Now that Bandcamp has had huge layoffs, what about an opensource, Fediverse-friendly replacement? What can a FOSS product bring to the community and do better than Bandcamp?
- Discoverability?
- Broader selection of payments platforms? Direct transfer to avoid processors? (I’m ignorant about the processing system, plus international considerations)
- Ease of spinning up (SaaS?)
- Content deliverability (on the fly transcode from sourced FLAC or WAVs? Rich video/multi track audio?)
The issue is “discoverability”. Producers “taking care of online distribution themselves” are dealing with, you know, the very problem that they are not discoverable. Unless they’re on a third-party service, of course.

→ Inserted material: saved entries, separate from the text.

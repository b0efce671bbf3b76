//! Manager configuration
//!
//! Command-line flags (each with an environment variable fallback) and the
//! validated configuration built from them: credentials for the pod, the
//! telemetry listener, the provisioner invocation and every cycle timing.

use std::path::PathBuf;
use std::time::Duration;

use anyhow::{Context, bail};
use clap::Parser;
use podcycle_core::domain::pod::POD_ID_PLACEHOLDER;
use podcycle_core::dto::pod::RunRequest;
use reqwest::Url;

pub const DEFAULT_REST_HOST: &str = "127.0.0.1";
pub const DEFAULT_REST_PORT: u16 = 8080;
pub const DEFAULT_LIMIT: u32 = 1000;
pub const DEFAULT_PROCESSING_LIMIT: u32 = 2;
pub const DEFAULT_POD_URL_TEMPLATE: &str = "https://{pod_id}-8080.proxy.runpod.net";
pub const DEFAULT_PROVISIONER_COMMAND: &str = "runpod-singleton";
pub const DEFAULT_PROVISIONER_CONFIG: &str = "runpod-singleton/transcription-pipeline.config.yaml";

/// Command-line arguments of the manager
#[derive(Parser, Debug, Clone)]
#[command(name = "podcycle-manager")]
#[command(about = "Runs the hourly transcription pod cycle", long_about = None)]
pub struct Args {
    /// API key forwarded to the pod
    #[arg(long, env = "TRANSCRIPTION_API_KEY")]
    pub api_key: Option<String>,

    /// Transcription domain used for REST operations
    #[arg(long, env = "TRANSCRIPTION_DOMAIN")]
    pub domain: Option<String>,

    /// Maximum number of items a run fetches
    #[arg(long, env = "TRANSCRIPTION_LIMIT", default_value_t = DEFAULT_LIMIT,
          value_parser = clap::value_parser!(u32).range(1..))]
    pub limit: u32,

    /// Maximum number of items a run processes concurrently
    #[arg(long, env = "TRANSCRIPTION_PROCESSING_LIMIT", default_value_t = DEFAULT_PROCESSING_LIMIT,
          value_parser = clap::value_parser!(u32).range(1..))]
    pub processing_limit: u32,

    /// Enable debug logging
    #[arg(long)]
    pub debug: bool,

    /// Host the telemetry server binds to
    #[arg(long, env = "PODCYCLE_REST_HOST", default_value = DEFAULT_REST_HOST)]
    pub rest_host: String,

    /// Port the telemetry server binds to
    #[arg(long, env = "PODCYCLE_REST_PORT", default_value_t = DEFAULT_REST_PORT)]
    pub rest_port: u16,

    /// API key required by the telemetry server (defaults to --api-key)
    #[arg(long, env = "PODCYCLE_TELEMETRY_API_KEY")]
    pub telemetry_api_key: Option<String>,

    /// URL the pod posts its logs to (defaults to this manager's /logs)
    #[arg(long, env = "PODCYCLE_CALLBACK_URL")]
    pub callback_url: Option<String>,

    /// Pod base URL, with {pod_id} replaced by the provisioned pod's id
    #[arg(long, env = "PODCYCLE_POD_URL_TEMPLATE", default_value = DEFAULT_POD_URL_TEMPLATE)]
    pub pod_url_template: String,

    /// Provisioning command that starts, terminates and counts pods
    #[arg(long, env = "PODCYCLE_PROVISIONER_COMMAND", default_value = DEFAULT_PROVISIONER_COMMAND)]
    pub provisioner_command: String,

    /// Configuration file handed to the provisioning command
    #[arg(long, env = "PODCYCLE_PROVISIONER_CONFIG", default_value = DEFAULT_PROVISIONER_CONFIG)]
    pub provisioner_config: PathBuf,

    /// Seconds between cycle starts
    #[arg(long, env = "PODCYCLE_CYCLE_DURATION", default_value_t = 3600)]
    pub cycle_duration: u64,

    /// Seconds to wait for the pod to report idle
    #[arg(long, env = "PODCYCLE_IDLE_WAIT_TIMEOUT", default_value_t = 300)]
    pub idle_wait_timeout: u64,

    /// Seconds between pod status checks while waiting for idle
    #[arg(long, env = "PODCYCLE_IDLE_CHECK_INTERVAL", default_value_t = 5)]
    pub idle_check_interval: u64,

    /// Seconds between pod count refreshes
    #[arg(long, env = "PODCYCLE_COUNT_UPDATE_INTERVAL", default_value_t = 60)]
    pub count_update_interval: u64,

    /// Seconds between loop ticks
    #[arg(long, env = "PODCYCLE_TICK_INTERVAL", default_value_t = 1)]
    pub tick_interval: u64,

    /// Timeout in seconds for each HTTP request to the pod
    #[arg(long, env = "PODCYCLE_POD_REQUEST_TIMEOUT", default_value_t = 15)]
    pub pod_request_timeout: u64,

    /// Timeout in seconds for each provisioner invocation
    #[arg(long, env = "PODCYCLE_PROVISIONER_TIMEOUT", default_value_t = 600)]
    pub provisioner_timeout: u64,
}

/// Timing knobs of the cycle state machine
#[derive(Debug, Clone, PartialEq, Eq)]
pub struct CycleTimings {
    /// Length of one cycle; elapsing it forces a new cycle
    pub cycle_duration: Duration,

    /// How long the pod may take to report idle
    pub idle_wait_timeout: Duration,

    /// Minimum spacing between two idle checks
    pub idle_check_interval: Duration,

    /// Minimum spacing between two count refreshes
    pub count_update_interval: Duration,

    /// Sleep between loop iterations
    pub tick_interval: Duration,
}

impl Default for CycleTimings {
    fn default() -> Self {
        Self {
            cycle_duration: Duration::from_secs(3600),
            idle_wait_timeout: Duration::from_secs(300),
            idle_check_interval: Duration::from_secs(5),
            count_update_interval: Duration::from_secs(60),
            tick_interval: Duration::from_secs(1),
        }
    }
}

/// How the provisioning command is invoked
#[derive(Debug, Clone)]
pub struct ProvisionerConfig {
    pub command: String,
    pub config_path: PathBuf,
    pub timeout: Duration,
}

/// Validated manager configuration
#[derive(Debug, Clone)]
pub struct Config {
    pub api_key: String,
    pub domain: String,
    pub limit: u32,
    pub processing_limit: u32,

    /// Telemetry listener
    pub rest_host: String,
    pub rest_port: u16,
    pub telemetry_api_key: Option<String>,

    /// Logs callback handed to the pod with every run
    pub callback_url: String,

    pub pod_url_template: String,
    pub pod_request_timeout: Duration,
    pub provisioner: ProvisionerConfig,
    pub timings: CycleTimings,
}

impl Config {
    /// Builds the configuration from parsed arguments
    ///
    /// The API key and domain have no defaults: they must come from the
    /// command line or the environment.
    pub fn from_args(args: Args) -> anyhow::Result<Self> {
        let (Some(api_key), Some(domain)) = (non_empty(args.api_key), non_empty(args.domain))
        else {
            bail!(
                "API key and domain must be provided either via CLI arguments or environment variables."
            );
        };

        let telemetry_api_key = non_empty(args.telemetry_api_key).or_else(|| Some(api_key.clone()));

        let callback_url = match non_empty(args.callback_url) {
            Some(url) => url,
            None => default_callback_url(
                &args.rest_host,
                args.rest_port,
                telemetry_api_key.as_deref(),
            )?,
        };

        Ok(Self {
            api_key,
            domain,
            limit: args.limit,
            processing_limit: args.processing_limit,
            rest_host: args.rest_host,
            rest_port: args.rest_port,
            telemetry_api_key,
            callback_url,
            pod_url_template: args.pod_url_template,
            pod_request_timeout: Duration::from_secs(args.pod_request_timeout),
            provisioner: ProvisionerConfig {
                command: args.provisioner_command,
                config_path: args.provisioner_config,
                timeout: Duration::from_secs(args.provisioner_timeout),
            },
            timings: CycleTimings {
                cycle_duration: Duration::from_secs(args.cycle_duration),
                idle_wait_timeout: Duration::from_secs(args.idle_wait_timeout),
                idle_check_interval: Duration::from_secs(args.idle_check_interval),
                count_update_interval: Duration::from_secs(args.count_update_interval),
                tick_interval: Duration::from_secs(args.tick_interval),
            },
        })
    }

    /// Validates the configuration
    pub fn validate(&self) -> anyhow::Result<()> {
        if self.api_key.trim().is_empty() {
            bail!("api_key cannot be empty");
        }

        if self.domain.trim().is_empty() {
            bail!("domain cannot be empty");
        }

        if !self.pod_url_template.contains(POD_ID_PLACEHOLDER) {
            bail!("pod_url_template must contain {}", POD_ID_PLACEHOLDER);
        }

        if !self.pod_url_template.starts_with("http://")
            && !self.pod_url_template.starts_with("https://")
        {
            bail!("pod_url_template must start with http:// or https://");
        }

        let callback = Url::parse(&self.callback_url).context("callback_url is not a valid URL")?;
        if callback.scheme() != "http" && callback.scheme() != "https" {
            bail!("callback_url must use http or https");
        }

        if self.provisioner.command.trim().is_empty() {
            bail!("provisioner command cannot be empty");
        }

        let timings = &self.timings;
        for (name, value) in [
            ("cycle_duration", timings.cycle_duration),
            ("idle_wait_timeout", timings.idle_wait_timeout),
            ("idle_check_interval", timings.idle_check_interval),
            ("count_update_interval", timings.count_update_interval),
            ("tick_interval", timings.tick_interval),
            ("pod_request_timeout", self.pod_request_timeout),
            ("provisioner_timeout", self.provisioner.timeout),
        ] {
            if value.is_zero() {
                bail!("{} must be greater than 0", name);
            }
        }

        if timings.idle_wait_timeout >= timings.cycle_duration {
            bail!("idle_wait_timeout must be shorter than cycle_duration");
        }

        Ok(())
    }

    /// Payload sent to the pod when triggering a run
    pub fn run_request(&self) -> RunRequest {
        RunRequest {
            api_key: self.api_key.clone(),
            domain: self.domain.clone(),
            limit: self.limit,
            processing_limit: self.processing_limit,
            callback_url: self.callback_url.clone(),
        }
    }
}

fn non_empty(value: Option<String>) -> Option<String> {
    value.filter(|v| !v.trim().is_empty())
}

/// `/logs` URL of this manager's telemetry server, carrying its API key
fn default_callback_url(host: &str, port: u16, api_key: Option<&str>) -> anyhow::Result<String> {
    let mut url = Url::parse(&format!("http://{}:{}/logs", host, port))
        .context("Failed to build the default callback URL")?;
    if let Some(key) = api_key {
        url.query_pairs_mut().append_pair("api_key", key);
    }
    Ok(url.to_string())
}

A commercial centralized discoverability service would enshittify REALLY quickly because of the profit motive. First they’d make everything nice for both listers and consumers. Make themselves indispensable to listers. Then lock the listers into an abusive relationship with no viable means out. (Kind of like bandcamp, come to think of it!) And once they’ve squeezed every last ounce out of the listers, the consumers get the screws next since there’s no viable option for them to escape to.
A non-profit foundation has no profit motive (by definition) so has no incentive whatsoever to enshittify.
Or, you know, the music creators could seize the means of distribution and take care of it themselves… Again, discoverability for anything that’s decentralized has yet to be proven better than a centralized solution. I never search answers to issues on Lemmy, I search on Reddit or Steam forums (for game issues). I don’t go on Google to look for new music, I go on Spotify.
Anyway, what’s the advantage for the artists exactly? They need to trust Sir_poop_up_my_butt with their music on their server and hope that they don’t just go offline at some point rendering their music inaccessible just like the content of some instances just disappeared because people got bored with Lemmy and hosting their instance?
The. Advantage. Is. Discoverability.
If you can’t figure out from there what the issue is, you’re on your own Sparky. Maybe talk to an artist struggling with the current system and tell them they just have to “take care of it themselves”. I’d advise not saying it in person, though, or you’ll wind up getting … ah … bruised. Slightly. Ever so slightly.
And as I said multiple times, discoverability sucks in a decentralized service because searching for things is nigh impossible.
You asserted it multiple times, yes, but substantiated nothing.
Go off and waste someone else’s feed, Sparky. I’ve got better things to bang my head against than brick walls.
You haven’t shown how a decentralized system is better for discoverability and the original claim was that it is, without anything to substantiate the claim. So far decentralization experiences show that it’s pretty much impossible to find content on there, heck, even Reddit is bad to share and accumulate content/knowledge compared to traditional forums and websites!